Plasticity in the Egg-Spacing Behavior of a Seed Beetle: Effects of Host Deprivation and Seed Patchiness (Coleoptera: Bruchidae)
Journal of Insect Behavior
Egg-laying females of the seed beetle Callosobruchus maculatusdiscriminate between egg-free and egg-laden seeds and produce a nearly uniform distribution of eggs among seeds. We examined plasticity in this trait in response to both an internal factor (level of host deprivation) and an environmental one (the spatial configuration of available seeds). Responses to each factor were measured in genetically divergent strains that show a relatively strong (S strain) or weak (B strain) tendency to spread eggs evenly among seeds.
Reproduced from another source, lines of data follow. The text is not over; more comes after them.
impl Stage {
    pub fn new(lp: &Plan, graph: &DependencyGraph, body: Key<QueryBody>, mode: Mode) -> Self {
        let joins = JoinOrder::new(lp, body);
        let positions = joins.len();
        let grouped = lp.get_body(body).is_grouped(lp);
        let windowed = lp.get_body(body).is_windowed();
        let nested = lp
            .get_body(body)
            .expressions()
            .into_iter()
            .any(|e| lp.contains_subquery(e));
        let mut stage = Self {
            body,
            mode,
            joins,
            aggregates: graph.aggregates_of(body),
            grouped,
            windowed,
            nested,
            tuples: BTreeMap::new(),
            by_part: vec![BTreeMap::new(); positions],
            groups: BTreeMap::new(),
            staged: BTreeMap::new(),
            visible: Rows::new(),
            order: Vec::new(),
        };
        stage.reset(lp);
        stage
    }

    pub fn body(&self) -> Key<QueryBody> {
        self.body
    }

    pub fn mode(&self) -> Mode {
        self.mode
    }

    /// The current output rows, by key.
    pub fn visible(&self) -> &Rows {
        &self.visible
    }

    pub fn into_visible(self) -> Rows {
        self.visible
    }

    /// The current output rows in output order.
    pub fn ordered_rows(&self) -> Vec<(RowKey, Row)> {
        if self.windowed {
            self.order
                .iter()
                .filter_map(|k| self.visible.get(k).map(|r| (k.clone(), r.clone())))
                .collect()
        } else {
            self.visible.iter().map(|(k, r)| (k.clone(), r.clone())).collect()
        }
    }

    fn reset(&mut self, lp: &Plan) {
        self.tuples.clear();
        self.by_part.iter_mut().for_each(BTreeMap::clear);
        self.groups.clear();
        self.staged.clear();
        self.visible.clear();
        self.order.clear();
        if self.grouped && lp.get_body(self.body).group_by.is_none() {
            self.groups.insert(RowKey::new(Vec::new()), self.empty_group(lp));
        }
    }

    fn empty_group(&self, lp: &Plan) -> Group {
        Group {
            members: BTreeSet::new(),
            states: self
                .aggregates
                .iter()
                .map(|agg| match lp.get_expr(*agg) {
                    Expression::Aggregate { func, args } => AggState::new(*func, args.len()),
                    _ => unreachable!("aggregate nodes are built from aggregate expressions"),
                })
                .collect(),
        }
    }

    /// Derive every tuple from scratch and diff against the current state.
    /// Used to initialize a stage, and to update stages in
    /// [`Mode::Recompute`].
    pub fn recompute(&mut self, ev: &Evaluator<'_>, outer: Option<&Frame<'_>>) -> Result<Vec<Change>, EvalError> {
        let mut touched = BTreeSet::new();
        if self.nested {
            // rebuild, keeping the visible rows to diff against
            let visible = std::mem::take(&mut self.visible);
            let order = std::mem::take(&mut self.order);
            self.reset(ev.lp);
            touched.extend(visible.keys().cloned());
            self.visible = visible;
            self.order = order;
        }
        let derived: BTreeMap<RowKey, Env> = self.joins.enumerate(ev, outer, None)?.into_iter().collect();
        let retract: Vec<RowKey> = self
            .tuples
            .iter()
            .filter(|(k, b)| derived.get(*k) != Some(&b.env))
            .map(|(k, _)| k.clone())
            .collect();
        let insert: Vec<Tuple> = derived
            .into_iter()
            .filter(|(k, env)| self.tuples.get(k).map(|b| &b.env) != Some(env))
            .collect();
        touched.extend(self.apply_delta(ev, outer, retract, insert)?);
        if self.staged.is_empty() {
            // the global group has a row even without any tuples
            touched.extend(self.groups.keys().cloned());
        }
        self.refresh(ev, outer, touched)
    }

    /// Update from changed source rows, given as the changed keys at each
    /// source position.
    /// INV: the stage is [`Mode::Incremental`], so all joins are inner and
    ///      the body is not correlated.
    pub fn update(&mut self, ev: &Evaluator<'_>, changed: &[(usize, BTreeSet<RowKey>)]) -> Result<Vec<Change>, EvalError> {
        debug_assert_eq!(self.mode, Mode::Incremental);
        let sources: Vec<_> = self.joins.sources().collect();

        let mut stale: BTreeSet<RowKey> = BTreeSet::new();
        let mut derived: BTreeMap<RowKey, Env> = BTreeMap::new();
        for (pos, keys) in changed.iter().filter(|(_, keys)| !keys.is_empty()) {
            for key in keys {
                if let Some(tuples) = self.by_part[*pos].get(&key.clone().into_scalar()) {
                    stale.extend(tuples.iter().cloned());
                }
            }
            let current = ev.inputs.rows(sources[*pos], None)?;
            let fixed: Rows = keys
                .iter()
                .filter_map(|k| current.get(k).map(|r| (k.clone(), r.clone())))
                .collect();
            derived.extend(self.joins.enumerate(ev, None, Some((*pos, &fixed)))?);
        }

        let retract: Vec<RowKey> = stale
            .into_iter()
            .filter(|k| derived.get(k) != self.tuples.get(k).map(|b| &b.env))
            .collect();
        let insert: Vec<Tuple> = derived
            .into_iter()
            .filter(|(k, env)| self.tuples.get(k).map(|b| &b.env) != Some(env))
            .collect();
        log::trace!(
            "stage {}: retracting {} and inserting {} tuples",
            self.body.arr_idx(),
            retract.len(),
            insert.len()
        );
        let touched = self.apply_delta(ev, None, retract, insert)?;
        self.refresh(ev, None, touched)
    }

    /// Remove then add tuples, maintaining the indexes and aggregate states.
    /// Returns the staged keys that need to be re-projected.
    fn apply_delta(
        &mut self,
        ev: &Evaluator<'_>,
        outer: Option<&Frame<'_>>,
        retract: Vec<RowKey>,
        insert: Vec<Tuple>,
    ) -> Result<BTreeSet<RowKey>, EvalError> {
        let mut touched = BTreeSet::new();

        for key in retract {
            let Some(bound) = self.tuples.remove(&key) else {
                continue;
            };
            self.unindex(&key);
            match bound.group {
                Some(group_key) => {
                    let group = self
                        .groups
                        .get_mut(&group_key)
                        .ok_or_else(|| corrupt(ev, self.aggregates.first().copied(), &group_key))?;
                    group.members.remove(&key);
                    let frame = Frame::new(self.body, &bound.env, outer);
                    for (agg, state) in self.aggregates.iter().zip(group.states.iter_mut()) {
                        let value = agg_input(ev, *agg, &frame)?;
                        state
                            .retract(&value)
                            .map_err(|_| corrupt(ev, Some(*agg), &group_key))?;
                    }
                    if group.members.is_empty() && ev.lp.get_body(self.body).group_by.is_some() {
                        self.groups.remove(&group_key);
                    }
                    touched.insert(group_key);
                }
                None => {
                    touched.insert(key);
                }
            }
        }

        for (key, env) in insert {
            self.index(&key);
            let group = if self.grouped {
                let frame = Frame::new(self.body, &env, outer);
                let group_key = self.group_key(ev, &frame)?;
                if !self.groups.contains_key(&group_key) {
                    let empty = self.empty_group(ev.lp);
                    self.groups.insert(group_key.clone(), empty);
                }
                let mut inputs = Vec::with_capacity(self.aggregates.len());
                for agg in &self.aggregates {
                    inputs.push(agg_input(ev, *agg, &frame)?);
                }
                if let Some(group) = self.groups.get_mut(&group_key) {
                    group.members.insert(key.clone());
                    for (state, value) in group.states.iter_mut().zip(&inputs) {
                        state.insert(value);
                    }
                }
                touched.insert(group_key.clone());
                Some(group_key)
            } else {
                touched.insert(key.clone());
                None
            };
            self.tuples.insert(key, Bound { env, group });
        }
        Ok(touched)
    }

    fn index(&mut self, key: &RowKey) {
        for (part, index) in key.parts().iter().zip(self.by_part.iter_mut()) {
            index.entry(part.clone()).or_default().insert(key.clone());
        }
    }

    fn unindex(&mut self, key: &RowKey) {
        for (part, index) in key.parts().iter().zip(self.by_part.iter_mut()) {
            if let Some(tuples) = index.get_mut(part) {
                tuples.remove(key);
                if tuples.is_empty() {
                    index.remove(part);
                }
            }
        }
    }

    fn group_key(&self, ev: &Evaluator<'_>, frame: &Frame<'_>) -> Result<RowKey, EvalError> {
        let exprs = ev.lp.get_body(self.body).group_by.iter().flatten();
        let mut parts = Vec::new();
        for expr in exprs {
            parts.push(ev.eval(*expr, frame)?);
        }
        Ok(RowKey::new(parts))
    }

    /// Re-project the touched staged rows, then update the visible rows.
    fn refresh(
        &mut self,
        ev: &Evaluator<'_>,
        outer: Option<&Frame<'_>>,
        touched: BTreeSet<RowKey>,
    ) -> Result<Vec<Change>, EvalError> {
        let b = ev.lp.get_body(self.body);
        for key in &touched {
            let staged = if self.grouped {
                self.project_group(ev, outer, key)?
            } else {
                match self.tuples.get(key) {
                    Some(bound) => Some(self.project(ev, &Frame::new(self.body, &bound.env, outer))?),
                    None => None,
                }
            };
            match staged {
                Some(s) => self.staged.insert(key.clone(), s),
                None => self.staged.remove(key),
            };
        }

        if self.windowed {
            let window = self.window(b);
            let mut next = Rows::new();
            let mut order = Vec::with_capacity(window.len());
            for (key, row) in window {
                order.push(key.clone());
                next.insert(key, row);
            }
            let changes = diff(&self.visible, &next, next.keys().chain(self.visible.keys()));
            self.visible = next;
            self.order = order;
            Ok(changes)
        } else {
            let mut next = Rows::new();
            for key in &touched {
                if let Some(s) = self.staged.get(key) {
                    next.insert(key.clone(), s.row.clone());
                }
            }
            let changes = diff(&self.visible, &next, touched.iter());
            for key in touched {
                match next.remove(&key) {
                    Some(row) => self.visible.insert(key, row),
                    None => self.visible.remove(&key),
                };
            }
            Ok(changes)
        }
    }

    fn project_group(
        &self,
        ev: &Evaluator<'_>,
        outer: Option<&Frame<'_>>,
        key: &RowKey,
    ) -> Result<Option<Staged>, EvalError> {
        let Some(group) = self.groups.get(key) else {
            return Ok(None);
        };
        let values: AggValues = self
            .aggregates
            .iter()
            .zip(&group.states)
            .map(|(agg, state)| (Idx::new(*agg), state.value()))
            .collect();
        // non-aggregate expressions are evaluated against the first tuple of
        // the group
        let empty = vec![Scalar::Undefined; self.joins.len()];
        let env = group
            .members
            .first()
            .and_then(|k| self.tuples.get(k))
            .map_or(&empty, |b| &b.env);
        let frame = Frame::new(self.body, env, outer).with_aggregates(&values);
        if let Some(having) = ev.lp.get_body(self.body).having {
            if !ev.truthy(having, &frame)? {
                return Ok(None);
            }
        }
        self.project(ev, &frame).map(Some)
    }

    fn project(&self, ev: &Evaluator<'_>, frame: &Frame<'_>) -> Result<Staged, EvalError> {
        let b = ev.lp.get_body(self.body);
        let mut row = Row::new();
        match &b.selection {
            Some(Selection::Fields(fields)) => {
                for field in fields {
                    match field {
                        SelectField::Named { name, expr } => row.insert(name.clone(), ev.eval(*expr, frame)?),
                        SelectField::Spread(expr) => {
                            if let Scalar::Record(r) = ev.eval(*expr, frame)? {
                                row.extend_from(&r);
                            }
                        }
                    }
                }
            }
            Some(Selection::Value(expr)) => match ev.eval(*expr, frame)? {
                Scalar::Record(r) => row = r,
                v => row.insert("value", v),
            },
            None => (),
        }
        let mut sort = Vec::new();
        for OrderTerm { expr, .. } in b.order_by.iter().flatten() {
            sort.push(ev.eval(*expr, frame)?);
        }
        Ok(Staged { row, sort })
    }

    /// The visible rows of a windowed body, in output order.
    fn window(&self, b: &QueryBody) -> Vec<(RowKey, Row)> {
        let mut entries: Vec<(RowKey, &Staged)> = if b.distinct {
            let mut seen = BTreeSet::new();
            self.staged
                .values()
                .filter(|s| seen.insert(&s.row))
                .map(|s| (RowKey::from(Scalar::Record(s.row.clone())), s))
                .collect()
        } else {
            self.staged.iter().map(|(k, s)| (k.clone(), s)).collect()
        };

        let terms = b.order_by.as_deref().unwrap_or_default();
        entries.sort_by(|(ka, sa), (kb, sb)| {
            terms
                .iter()
                .zip(sa.sort.iter().zip(&sb.sort))
                .map(|(term, (x, y))| match term.direction {
                    Direction::Asc => x.cmp(y),
                    Direction::Desc => y.cmp(x),
                })
                .find(|o| o.is_ne())
                .unwrap_or(Ordering::Equal)
                .then_with(|| ka.cmp(kb))
        });

        entries
            .into_iter()
            .skip(b.offset.unwrap_or(0))
            .take(b.limit.unwrap_or(usize::MAX))
            .map(|(k, s)| (k, s.row.clone()))
            .collect()
    }
}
Following a modest (10-h) period of host deprivation, S-strain females distributed their eggs less uniformly among seeds; the proportion of females committing at least one oviposition “mistake” increased from 20 to 50%. Similarly, S-strain females distributed their eggs less uniformly if seeds were presented in multiple, discrete patches instead of in a single, large patch. The higher frequency of oviposition mistakes in the multiple-patch arena was caused in part by females maintaining a uniform distribution of eggs within patches but not among patches. In contrast, females from the “sloppier” B strain were unaffected by either host deprivation or resource dispersion. Responses to seed patchiness are discussed in relation to the role of learning in the egg-spacing behavior of C. maculatus.
Messina, F.J., J.L. Kemp & J.A. Dickinson. 1992. Plasticity in the egg-spacing behavior of a seed beetle: effects of host deprivation and seed patchiness (Coleoptera: Bruchidae). Journal of Insect Behavior 5: 609-621.